Fig. 1: ACTN1 Association with MES Characteristics and Its Role in Invasion, Migration, Proliferation, and Tumor Formation in GBM.

A Immunoblot (IB) analysis of ACTN1 protein in normal brain tissues (NBTs) and glioblastoma (GBM) subtypes, with β-actin as a loading control.
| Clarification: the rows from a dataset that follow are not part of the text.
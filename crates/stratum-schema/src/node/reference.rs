use crate::{err, error::ErrorTree, node::ValidateNode, validate::naming::validate_ident};
use serde::Serialize;

///
/// ReferenceMapping
///
/// One (local attribute, foreign attribute) pair. Setting the reference
/// copies the foreign attribute's value onto the local attribute.
///

#[derive(Clone, Debug, Serialize)]
pub struct ReferenceMapping {
    pub local_attribute: String,
    pub foreign_attribute: String,
}

impl ReferenceMapping {
    #[must_use]
    pub fn new(local_attribute: impl Into<String>, foreign_attribute: impl Into<String>) -> Self {
        Self {
            local_attribute: local_attribute.into(),
            foreign_attribute: foreign_attribute.into(),
        }
    }
}

///
/// Reference
///
/// Many-to-one pointer to a foreign entity, with the ordered mapping list
/// used to denormalize the foreign key onto the local entity.
///

#[derive(Clone, Debug, Serialize)]
pub struct Reference {
    pub name: String,
    pub foreign_entity: String,
    pub mappings: Vec<ReferenceMapping>,
}

impl Reference {
    #[must_use]
    pub fn new(name: impl Into<String>, foreign_entity: impl Into<String>) -> Self {
        Self {
            name: name.into(),
            foreign_entity: foreign_entity.into(),
            mappings: Vec::new(),
        }
    }

    #[must_use]
    pub fn with_mapping(
        mut self,
        local_attribute: impl Into<String>,
        foreign_attribute: impl Into<String>,
    ) -> Self {
        self.mappings
            .push(ReferenceMapping::new(local_attribute, foreign_attribute));
        self
    }
}

impl ValidateNode for Reference {
    fn validate(&self) -> Result<(), ErrorTree> {
        let mut errs = ErrorTree::new();

        if let Err(e) = validate_ident(&self.name) {
            err!(errs, "reference name: {e}");
        }
        if self.foreign_entity.is_empty() {
            err!(errs, "reference '{0}' names no foreign entity", self.name);
        }
        if self.mappings.is_empty() {
            err!(errs, "reference '{0}' has no attribute mappings", self.name);
        }

        errs.result()
    }
}
use crate::{
    err,
    error::ErrorTree,
    node::{Attribute, Collection, DynamicCollection, Reference, ValidateNode},
    validate::naming::validate_entity_name,
};
use serde::Serialize;
use std::collections::BTreeSet;

///
/// Entity
///

#[derive(Clone, Debug, Serialize)]
pub struct Entity {
    pub name: String,
    pub table: String,

    #[serde(skip_serializing_if = "Vec::is_empty")]
    pub attributes: Vec<Attribute>,

    #[serde(skip_serializing_if = "Vec::is_empty")]
    pub references: Vec<Reference>,

    #[serde(skip_serializing_if = "Vec::is_empty")]
    pub collections: Vec<Collection>,

    #[serde(skip_serializing_if = "Vec::is_empty")]
    pub dynamic_collections: Vec<DynamicCollection>,
}

impl Entity {
    #[must_use]
    pub fn new(name: impl Into<String>, table: impl Into<String>) -> Self {
        Self {
            name: name.into(),
            table: table.into(),
            attributes: Vec::new(),
            references: Vec::new(),
            collections: Vec::new(),
            dynamic_collections: Vec::new(),
        }
    }

    #[must_use]
    pub fn with_attribute(mut self, attribute: Attribute) -> Self {
        self.attributes.push(attribute);
        self
    }

    #[must_use]
    pub fn with_reference(mut self, reference: Reference) -> Self {
        self.references.push(reference);
        self
    }

    #[must_use]
    pub fn with_collection(mut self, collection: Collection) -> Self {
        self.collections.push(collection);
        self
    }

    #[must_use]
    pub fn with_dynamic_collection(mut self, collection: DynamicCollection) -> Self {
        self.dynamic_collections.push(collection);
        self
    }

    // lookups

    #[must_use]
    pub fn attribute(&self, name: &str) -> Option<&Attribute> {
        self.attributes.iter().find(|a| a.name == name)
    }

    #[must_use]
    pub fn reference(&self, name: &str) -> Option<&Reference> {
        self.references.iter().find(|r| r.name == name)
    }

    #[must_use]
    pub fn collection(&self, name: &str) -> Option<&Collection> {
        self.collections.iter().find(|c| c.name == name)
    }

    /// Primary-key attributes in declaration order.
    pub fn primary_key_attributes(&self) -> impl Iterator<Item = &Attribute> {
        self.attributes.iter().filter(|a| a.primary_key)
    }

    #[must_use]
    pub fn has_primary_key(&self) -> bool {
        self.attributes.iter().any(|a| a.primary_key)
    }
}

impl ValidateNode for Entity {
    fn validate(&self) -> Result<(), ErrorTree> {
        let mut errs = ErrorTree::new();

        if let Err(e) = validate_entity_name(&self.name) {
            errs.add(e);
        }
        if self.table.is_empty() {
            err!(errs, "entity '{0}' has an empty table name", self.name);
        }

        // member names must be unique across attributes, references,
        // collections, and dynamic collections; generated members share one
        // namespace
        let mut seen = BTreeSet::new();
        let members = self
            .attributes
            .iter()
            .map(|a| a.name.as_str())
            .chain(self.references.iter().map(|r| r.name.as_str()))
            .chain(self.collections.iter().map(|c| c.name.as_str()))
            .chain(self.dynamic_collections.iter().map(|d| d.name.as_str()));
        for name in members {
            if !seen.insert(name) {
                err!(errs, "duplicate member name '{name}'");
            }
        }

        errs.result()
    }
}
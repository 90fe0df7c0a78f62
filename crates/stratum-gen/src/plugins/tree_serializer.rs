use crate::{
    context::GenerationContext,
    contribution::{Method, Receiver, TraitImpl},
    plugin::{GeneratorPlugin, PluginId},
    plugins::{AttributeAccessorPlugin, CollectionAccessorPlugin, ReferenceAccessorPlugin},
};
use stratum_schema::types::AttributeKind;

///
/// TreeSerializerPlugin
///
/// Implements `TreeSerialize` for the class: cycle-guarded export into the
/// ordered mapping. Field order is attributes, references, collections,
/// dynamic collections. References nest with the shared detector; embedded
/// objects serialize through their own tree with a fresh one.
///

pub struct TreeSerializerPlugin;

impl TreeSerializerPlugin {
    pub const ID: PluginId = "tree-serializer";
}

impl GeneratorPlugin for TreeSerializerPlugin {
    fn id(&self) -> PluginId {
        Self::ID
    }

    fn dependencies(&self) -> &[PluginId] {
        &[
            AttributeAccessorPlugin::ID,
            ReferenceAccessorPlugin::ID,
            CollectionAccessorPlugin::ID,
        ]
    }

    fn generate(&self, ctx: &mut GenerationContext) {
        ctx.contribute(Self::ID, |plan, view| {
            let mut method = Method::new("to_tree_with", Receiver::Ref)
                .with_param("detector", "&mut CycleDetector")
                .returns("Tree");

            method.line("if !detector.can_proceed(ObjectIdentity::of(self)) {");
            method.line("    return Tree::Null;");
            method.line("}");
            method.line("let mut data = TreeMap::new();");

            for attribute in view.attributes() {
                let name = &attribute.name;
                let entry = match attribute.kind {
                    AttributeKind::Bool | AttributeKind::Int | AttributeKind::Float => {
                        format!("Tree::from(self.{name})")
                    }
                    AttributeKind::Text | AttributeKind::List => {
                        format!("Tree::from(self.{name}.clone())")
                    }
                    AttributeKind::DateTime | AttributeKind::Date | AttributeKind::Time => {
                        format!("self.{name}.map_or(Tree::Null, |v| Tree::from(v.to_string()))")
                    }
                    AttributeKind::Enum => {
                        format!("self.{name}.map_or(Tree::Null, |v| Tree::from(v.as_value()))")
                    }
                    AttributeKind::Object => format!(
                        "self.{name}.as_ref().map_or(Tree::Null, |value| value.borrow().to_tree())"
                    ),
                };
                method.line(format!("data.insert(\"{name}\", {entry});"));
            }

            for reference in view.references() {
                let name = &reference.name;
                method.line(format!(
                    "data.insert(\"{name}\", self.{name}.as_ref().map_or(Tree::Null, |foreign| foreign.borrow().to_tree_with(detector)));"
                ));
            }

            let collections = view
                .collections()
                .iter()
                .map(|c| c.name.clone())
                .chain(view.dynamic_collections().iter().map(|d| d.name.clone()));
            for name in collections {
                method.line(format!("let mut {name} = Vec::new();"));
                method.line(format!(
                    "for child in self.{name}.as_deref().unwrap_or_default() {{"
                ));
                method.line(format!(
                    "    {name}.push(child.borrow().to_tree_with(detector));"
                ));
                method.line("}");
                method.line(format!("data.insert(\"{name}\", Tree::List({name}));"));
            }

            method.line("Tree::Map(data)");

            plan.add_trait_impl(TraitImpl::new("TreeSerialize").with_method(method));
        });
    }
}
B IB of ACTN1 levels in normal human astrocytes (NHAs), four GBM cell lines, and two primary GBM samples, with β-actin as a loading control. n = 3. C IB of ACTN1 and MES (YKL-40, MET, COL5A1) and PN (Olig2, PDGFRα) markers in selected MES (LN229, GBM2) and PN (U251, GBM1) GBM cells, with β-actin as control. n = 3. D IB of ACTN1 and MES/PN markers in LN229 and GBM2 cells following transduction with ACTN1-targeting shRNAs (shACTN1#1 and shACTN1#2), with β-actin control. n = 3. E, F Transwell assays of invasion and migration abilities in LN229 and GBM2 cells with ACTN1 knockdown or control, scale bar = 100 μm, with quantifications on the right. n = 6. G CCK8 assay measuring the proliferation of specified cells. n = 3. H Representative bioluminescent images of intracranial GBM xenografts from modified LN229 and GBM2 cells, with scale bars for photon emissions. Each group included 10 mice. I Quantification of bioluminescence in LN229- and GBM2-derived tumors across groups. J Kaplan-Meier survival curves for mice with indicated modifications. **p < 0.01; ***p < 0.001.